Wherever "bool" appears in a line of the listing, that line should be returned.

####

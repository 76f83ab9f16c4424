//! The dashboard itself: stores, session, navigation and interaction.
//!
//! # Data Flow
//! ```text
//! route (page, keyword)
//!     → interaction.rs (sync_*_with_route, fetch_*, writes)
//!     → contracts services → BlockchainClient
//!     → store.rs (snapshots read by the API)
//!
//! navigator.rs: resolve wallet/item from arguments or selection,
//!               load, select, return the RouteLocation
//! ```

pub mod interaction;
pub mod navigator;
pub mod routes;
pub mod session;
pub mod store;

pub use interaction::{CreatedWallet, Dashboard};
pub use routes::{guard_redirect, pagination_offset, parse_page, RouteLocation, RouteName};
pub use session::{Session, SessionState};
pub use store::{ListState, TokenMetadataStore, TokenStore, TransactionStore, WalletStore};
// Copyright 2026 Patron Games. All rights reserved.
// "Qui est le Patron?" Simulation Suite - Game State Machine

use serde::{Deserialize, Serialize};

use crate::draws::{Bonus, Choice, DrawSource, GameEvent, Malus};
use crate::player::{Action, Player, MAX_REPUTATION};

/// One match's shared state and the four-phase turn transition logic.
///
/// The game owns its roster exclusively; nothing else adds or removes
/// players. A turn runs phases 1-4 in order, resets transient bonuses,
/// then checks victory. Once a winner is set the game is over for good
/// and further [`play_turn`](Self::play_turn) calls do nothing.
#[derive(Debug, Clone, Serialize, Deserialize)]
pub struct Game {
    players: Vec<Player>,
    turn: u32,
    phase: u8,
    market_size: u32,
    market_penalty: f64,
    game_over: bool,
    winner: Option<usize>,
}

impl Game {
    /// Fresh match with `player_count` automated companies named
    /// `IA 1..IA n`, each in seed state.
    pub fn new(player_count: usize) -> Self {
        let players = (0..player_count)
            .map(|i| Player::new(format!("IA {}", i + 1), true))
            .collect();
        Self {
            players,
            turn: 0,
            phase: 0,
            market_size: 0,
            market_penalty: 1.0,
            game_over: false,
            winner: None,
        }
    }

    pub fn players(&self) -> &[Player] {
        &self.players
    }

    /// Scenario/test hook for direct state setup, mirroring the roster's
    /// exclusive ownership: callers may mutate a player but never add or
    /// remove one.
    pub fn player_mut(&mut self, index: usize) -> &mut Player {
        &mut self.players[index]
    }

    pub fn turn(&self) -> u32 {
        self.turn
    }

    pub fn phase(&self) -> u8 {
        self.phase
    }

    pub fn market_size(&self) -> u32 {
        self.market_size
    }

    pub fn market_penalty(&self) -> f64 {
        self.market_penalty
    }

    pub fn game_over(&self) -> bool {
        self.game_over
    }

    /// Winning player's roster index, once set.
    pub fn winner(&self) -> Option<usize> {
        self.winner
    }

    pub fn active_count(&self) -> usize {
        self.players.iter().filter(|p| !p.bankrupt).count()
    }

    // ─── Turn driver ────────────────────────────────────────────────────────

    /// Execute one full turn: phases 1-4, transient reset, victory check.
    ///
    /// `action_ids[i]` is player i's submitted action list for phase 1;
    /// missing or surplus entries are tolerated. Returns `false` once the
    /// game is over (including a turn that just produced the winner).
    pub fn play_turn(&mut self, action_ids: &[Vec<String>], draws: &mut dyn DrawSource) -> bool {
        if self.game_over {
            return false;
        }
        self.turn += 1;
        self.market_penalty = 1.0;

        self.phase = 1;
        for i in 0..self.players.len() {
            if self.players[i].bankrupt {
                continue;
            }
            let ids = action_ids.get(i).map(Vec::as_slice).unwrap_or(&[]);
            self.play_phase_1(i, ids);
        }

        self.phase = 2;
        self.play_phase_2(draws);

        self.phase = 3;
        self.play_phase_3();

        self.phase = 4;
        self.play_phase_4(draws);

        for player in &mut self.players {
            player.reset_temp_bonuses();
        }

        if let Some(winner) = self.check_victory() {
            self.winner = Some(winner);
            self.game_over = true;
            log::debug!(
                "turn {}: {} wins",
                self.turn,
                self.players[winner].name
            );
            return false;
        }
        true
    }

    // ─── Phase 1: production & expenses ─────────────────────────────────────

    /// Apply one player's action list in order, then charge running costs.
    ///
    /// Identifiers that don't parse are dropped without comment, and a
    /// failed action never aborts the rest of the list. Failing to cover
    /// costs bankrupts the player for the remainder of the match.
    fn play_phase_1(&mut self, index: usize, action_ids: &[String]) {
        let player = &mut self.players[index];
        for id in action_ids {
            if let Some(action) = Action::parse(id) {
                let _ = player.apply(action);
            }
        }
        let costs = player.costs();
        if !player.tokens.subtract(costs) {
            player.bankrupt = true;
            log::debug!("turn {}: {} cannot cover costs, bankrupt", self.turn, player.name);
        }
    }

    // ─── Phase 2: market ────────────────────────────────────────────────────

    fn play_phase_2(&mut self, draws: &mut dyn DrawSource) {
        if self.active_count() == 0 {
            self.market_size = 0;
            return;
        }
        self.market_size = self.compute_market_size(draws.dice_roll());

        for player in self.players.iter_mut().filter(|p| !p.bankrupt) {
            player.compute_production();
        }
        self.distribute_market();
    }

    /// `floor(dice · active_count · penalty)` plus every active player's
    /// level coefficient.
    fn compute_market_size(&self, dice: u32) -> u32 {
        let active = self.active_count() as u32;
        let base = ((dice * active) as f64 * self.market_penalty).floor() as u32;
        let coefficients: u32 = self
            .players
            .iter()
            .filter(|p| !p.bankrupt)
            .map(Player::coefficient)
            .sum();
        base + coefficients
    }

    /// Split the market across active players proportionally to total
    /// reputation, cap each share at own production, credit revenue.
    fn distribute_market(&mut self) {
        let active = self.active_count();
        let reputation_sum: u32 = self
            .players
            .iter()
            .filter(|p| !p.bankrupt)
            .map(Player::total_reputation)
            .sum();

        let market_size = self.market_size;
        for player in self.players.iter_mut().filter(|p| !p.bankrupt) {
            let ratio = if reputation_sum == 0 {
                1.0 / active as f64
            } else {
                player.total_reputation() as f64 / reputation_sum as f64
            };
            let share = (market_size as f64 * ratio).floor() as u32;
            player.sales = share.min(player.production);
            player.revenue = player.sales * player.coefficient();
            player.tokens.add(player.revenue);
        }
    }

    // ─── Phase 3: taxes ─────────────────────────────────────────────────────

    /// 20% revenue tax (truncating), per-employee and per-machine levies,
    /// plus the level's structural tax. An uncovered bill is bankruptcy.
    fn play_phase_3(&mut self) {
        for player in self.players.iter_mut().filter(|p| !p.bankrupt) {
            let total_tax =
                player.revenue / 5 + player.employees + player.machines * 2 + player.tax_level();
            if !player.tokens.subtract(total_tax) {
                player.bankrupt = true;
                log::debug!("turn {}: {} cannot pay taxes, bankrupt", self.turn, player.name);
            }
        }
    }

    // ─── Phase 4: events ────────────────────────────────────────────────────

    fn play_phase_4(&mut self, draws: &mut dyn DrawSource) {
        for i in 0..self.players.len() {
            if self.players[i].bankrupt {
                continue;
            }
            let event = draws.draw_event();
            self.apply_event(i, event);
        }
    }

    /// Apply one drawn event immediately, in encounter order.
    pub fn apply_event(&mut self, index: usize, event: GameEvent) {
        if let GameEvent::Malus(Malus::CriseMarche) = event {
            self.market_penalty = 0.7;
            return;
        }
        let player = &mut self.players[index];
        match event {
            GameEvent::Bonus(Bonus::Subvention) => player.tokens.add(5),
            GameEvent::Bonus(Bonus::NouveauClient) => player.temp_reputation += 1,
            GameEvent::Bonus(Bonus::BonusProduction) => player.temp_production += 5,
            GameEvent::Malus(Malus::Greve) => player.employees_active = false,
            GameEvent::Malus(Malus::PanneMachine) => {
                if player.machines > 0 {
                    player.machines -= 1;
                }
            }
            GameEvent::Choice(Choice::Delocalisation) => {
                player.delocalisation = true;
                player.reputation = player.reputation.saturating_sub(1);
            }
            GameEvent::Choice(Choice::Automatisation) => {
                // Consumes the draw but changes nothing below two employees.
                if player.employees >= 2 {
                    player.employees -= 2;
                    player.machines += 1;
                    player.reputation = player.reputation.saturating_sub(1);
                }
            }
            GameEvent::Choice(Choice::CampagneEthique) => {
                if player.tokens.subtract(10) {
                    player.reputation = (player.reputation + 2).min(MAX_REPUTATION);
                }
            }
            // Handled before the player borrow.
            GameEvent::Malus(Malus::CriseMarche) => {}
        }
    }

    // ─── Victory ────────────────────────────────────────────────────────────

    /// Capitalist victory first (100 gold tokens, first in roster order),
    /// then survivor victory (exactly one company left standing).
    fn check_victory(&self) -> Option<usize> {
        for (i, player) in self.players.iter().enumerate() {
            if !player.bankrupt && player.tokens.gold >= 100 {
                return Some(i);
            }
        }
        let mut active = self.players.iter().enumerate().filter(|(_, p)| !p.bankrupt);
        if let (Some((index, _)), None) = (active.next(), active.next()) {
            return Some(index);
        }
        None
    }
}

// ---------------------------------------------------------------------------
// Tests
// ---------------------------------------------------------------------------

####

- [Your solution]:
    game_over: bool,
    pub fn game_over(&self) -> bool {
    pub fn play_turn(&mut self, action_ids: &[Vec<String>], draws: &mut dyn DrawSource) -> bool {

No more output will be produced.